Hierarchical Apprenticeship Learning for Disease Progression Modeling
Authors: Xi Yang, Ge Gao, Min Chi
IJCAI 2023 | Conference PDF | Archive PDF | Plain Text | LLM Run Details
| Reproducibility Variable | Result | LLM Response |
|---|---|---|
| Research Type | Experimental | We evaluate the efficacy of this approach in a challenging task of septic shock early prediction, and our results demonstrate that integrating the AL-derived patterns significantly enhances the performance of DPM. |
| Researcher Affiliation | Collaboration | Xi Yang1 , Ge Gao2 , Min Chi2 1 IBM Research 2 North Carolina State University xi.yang@ibm.com, {ggao5, mchi}@ncsu.edu |
| Pseudocode | No | The paper describes algorithmic steps but does not include structured pseudocode or algorithm blocks with explicit labels like 'Algorithm' or 'Pseudocode'. |
| Open Source Code | No | The paper does not contain any explicit statement about providing open-source code for the described methodology or a link to a code repository. |
| Open Datasets | No | To assess the effectiveness of THEMES-derived patterns for DPM, we applied it to an EHRs dataset obtained from the Christiana Care Health System. |
| Dataset Splits | Yes | Each method was repeated 10 times, with the data randomly divided into 80% for training and 20% for testing.
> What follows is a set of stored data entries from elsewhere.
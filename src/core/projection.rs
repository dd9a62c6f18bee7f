use crate::types::{SwathError, SwathResult};
use proj::Proj;

/// CRS applied when the request leaves `crs` unset
pub const CRS_DEFAULT: &str = "+proj=longlat +ellps=WGS84";

/// Normalized coordinate reference system descriptor.
///
/// Accepts "EPSG:nnnn", a bare EPSG integer, or a proj4 string, and
/// validates the definition eagerly so malformed requests fail before any
/// resampling work begins.
#[derive(Debug, Clone)]
pub struct CrsSpec {
    definition: String,
}

impl CrsSpec {
    /// Normalize the request's CRS value, falling back to the default
    /// geographic CRS when absent or empty
    pub fn from_request(value: Option<&str>) -> SwathResult<Self> {
        let raw = value
            .map(str::trim)
            .filter(|value| !value.is_empty())
            .unwrap_or(CRS_DEFAULT);

        let definition = match raw.parse::<u32>() {
            Ok(code) => format!("EPSG:{}", code),
            Err(_) => raw.to_string(),
        };

        Proj::new(&definition)?;

        Ok(Self { definition })
    }

    pub fn definition(&self) -> &str {
        &self.definition
    }

    /// Whether the CRS is geographic (degree units).
    ///
    /// String heuristic over the definition; sufficient for the EPSG and
    /// proj4 forms accepted by `from_request`.
    pub fn is_geographic(&self) -> bool {
        let lowered = self.definition.to_lowercase();
        lowered.contains("epsg:4326")
            || lowered.contains("+proj=longlat")
            || lowered.contains("+proj=latlong")
            || lowered.contains("geogcs")
            || lowered.contains("degree")
    }
}

/// Forward and inverse point transforms between geographic lon/lat and the
/// target CRS.
///
/// Per-point failures (a point outside the target projection's valid
/// domain) are reported as `None` rather than aborting the batch.
pub struct CrsTransformer {
    spec: CrsSpec,
    forward: Proj,
    inverse: Proj,
}

impl CrsTransformer {
    pub fn new(spec: &CrsSpec) -> SwathResult<Self> {
        let forward = Proj::new_known_crs(CRS_DEFAULT, spec.definition(), None)?;
        let inverse = Proj::new_known_crs(spec.definition(), CRS_DEFAULT, None)?;

        Ok(Self {
            spec: spec.clone(),
            forward,
            inverse,
        })
    }

    pub fn spec(&self) -> &CrsSpec {
        &self.spec
    }

    /// Forward-project one (lon, lat) point into target CRS (x, y)
    pub fn project(&self, lon: f64, lat: f64) -> Option<(f64, f64)> {
        self.forward
            .convert((lon, lat))
            .ok()
            .filter(|&(x, y)| x.is_finite() && y.is_finite())
    }

    /// Forward-project a perimeter point set, marking per-point failures
    pub fn project_perimeter(&self, points: &[(f64, f64)]) -> Vec<Option<(f64, f64)>> {
        points
            .iter()
            .map(|&(lon, lat)| self.project(lon, lat))
            .collect()
    }

    /// Inverse-project one target CRS (x, y) back to (lon, lat)
    pub fn unproject(&self, x: f64, y: f64) -> Option<(f64, f64)> {
        self.inverse
            .convert((x, y))
            .ok()
            .filter(|&(lon, lat)| lon.is_finite() && lat.is_finite())
    }
}

impl std::fmt::Debug for CrsTransformer {
    fn fmt(&self, f: &mut std::fmt::Formatter<'_>) -> std::fmt::Result {
        f.debug_struct("CrsTransformer")
            .field("spec", &self.spec)
            .finish()
    }
}

/// Keep only the successfully projected points of a perimeter batch,
/// failing when every point fell outside the target CRS domain
pub fn surviving_points(projected: &[Option<(f64, f64)>]) -> SwathResult<Vec<(f64, f64)>> {
    let survivors: Vec<(f64, f64)> = projected.iter().filter_map(|point| *point).collect();

    if survivors.is_empty() {
        return Err(SwathError::ProjectionFailure(
            "no perimeter points could be projected into the target CRS".to_string(),
        ));
    }

    let failed = projected.len() - survivors.len();
    if failed > 0 {
        log::warn!(
            "{} of {} perimeter points fell outside the target CRS domain",
            failed,
            projected.len()
        );
    }

    Ok(survivors)
}

#[cfg(test)]
mod tests {
    use super::*;

    #[test]
    fn test_crs_normalization() {
        let spec = CrsSpec::from_request(None).unwrap();
        assert_eq!(spec.definition(), CRS_DEFAULT);

        let spec = CrsSpec::from_request(Some("")).unwrap();
        assert_eq!(spec.definition(), CRS_DEFAULT);

        let spec = CrsSpec::from_request(Some("4326")).unwrap();
        assert_eq!(spec.definition(), "EPSG:4326");

        let spec = CrsSpec::from_request(Some("EPSG:32610")).unwrap();
        assert_eq!(spec.definition(), "EPSG:32610");
    }

    #[test]
    fn test_invalid_crs_rejected() {
        assert!(CrsSpec::from_request(Some("EPSG:999999")).is_err());
        assert!(CrsSpec::from_request(Some("not a crs")).is_err());
    }

    #[test]
    fn test_is_geographic() {
        assert!(CrsSpec::from_request(None).unwrap().is_geographic());
        assert!(CrsSpec::from_request(Some("EPSG:4326"))
            .unwrap()
            .is_geographic());
        assert!(!CrsSpec::from_request(Some("EPSG:32610"))
            .unwrap()
            .is_geographic());
    }

    #[test]
    fn test_geographic_target_passes_degrees_through() {
        let spec = CrsSpec::from_request(None).unwrap();
        let transformer = CrsTransformer::new(&spec).unwrap();

        let (x, y) = transformer.project(-122.5, 37.5).unwrap();
        assert!((x - -122.5).abs() < 1e-6);
        assert!((y - 37.5).abs() < 1e-6);
    }

    #[test]
    fn test_utm_projection_range() {
        let spec = CrsSpec::from_request(Some("EPSG:32610")).unwrap();
        let transformer = CrsTransformer::new(&spec).unwrap();

        // UTM zone 10N: positive easting and northing for the SF bay area
        let (x, y) = transformer.project(-122.5, 37.5).unwrap();
        assert!(x > 500_000.0 && x < 600_000.0);
        assert!(y > 4_100_000.0 && y < 4_300_000.0);

        let (lon, lat) = transformer.unproject(x, y).unwrap();
        assert!((lon - -122.5).abs() < 1e-6);
        assert!((lat - 37.5).abs() < 1e-6);
    }

    #[test]
    fn test_per_point_failures_do_not_abort_batch() {
        // Orthographic projection only covers one hemisphere, so the
        // antipodal point fails while the near point succeeds.
        let spec =
            CrsSpec::from_request(Some("+proj=ortho +lat_0=0 +lon_0=0 +ellps=WGS84")).unwrap();
        let transformer = CrsTransformer::new(&spec).unwrap();

        let projected = transformer.project_perimeter(&[(10.0, 10.0), (179.0, 0.0)]);
        assert!(projected[0].is_some());
        assert!(projected[1].is_none());

        let survivors = surviving_points(&projected).unwrap();
        assert_eq!(survivors.len(), 1);
    }

    #[test]
    fn test_all_points_failing_is_fatal() {
        let projected: Vec<Option<(f64, f64)>> = vec![None, None, None];
        assert!(matches!(
            surviving_points(&projected),
            Err(SwathError::ProjectionFailure(_))
        ));
    }
}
All parameters in THEMES are determined by 5-fold cross-validation. |
| Hardware Specification | No | The paper does not explicitly describe the hardware used to run its experiments, such as specific GPU or CPU models. |
| Software Dependencies | No | The paper mentions 'We utilized Keras to implement the LSTM' but does not provide specific version numbers for Keras or any other software dependencies. |
| Experiment Setup | Yes | We utilized Keras to implement the LSTM and performed parameter tuning through grid search. ... In RMT-TICC, the cluster number K is set to 11 based on Bayesian information criteria (BIC) [Friedman et al., 2001], the window size ω is set to 2, and the sparsity λ and consistency β coefficients are set to 1e-5 and 4, respectively. In EM-EDM, the cluster number is determined heuristically as 3, by iteratively applying the EM algorithm until empty clusters are generated or the log-likelihood varies less than a predefined threshold. The THEMES approach uses a threshold of 10 iterations |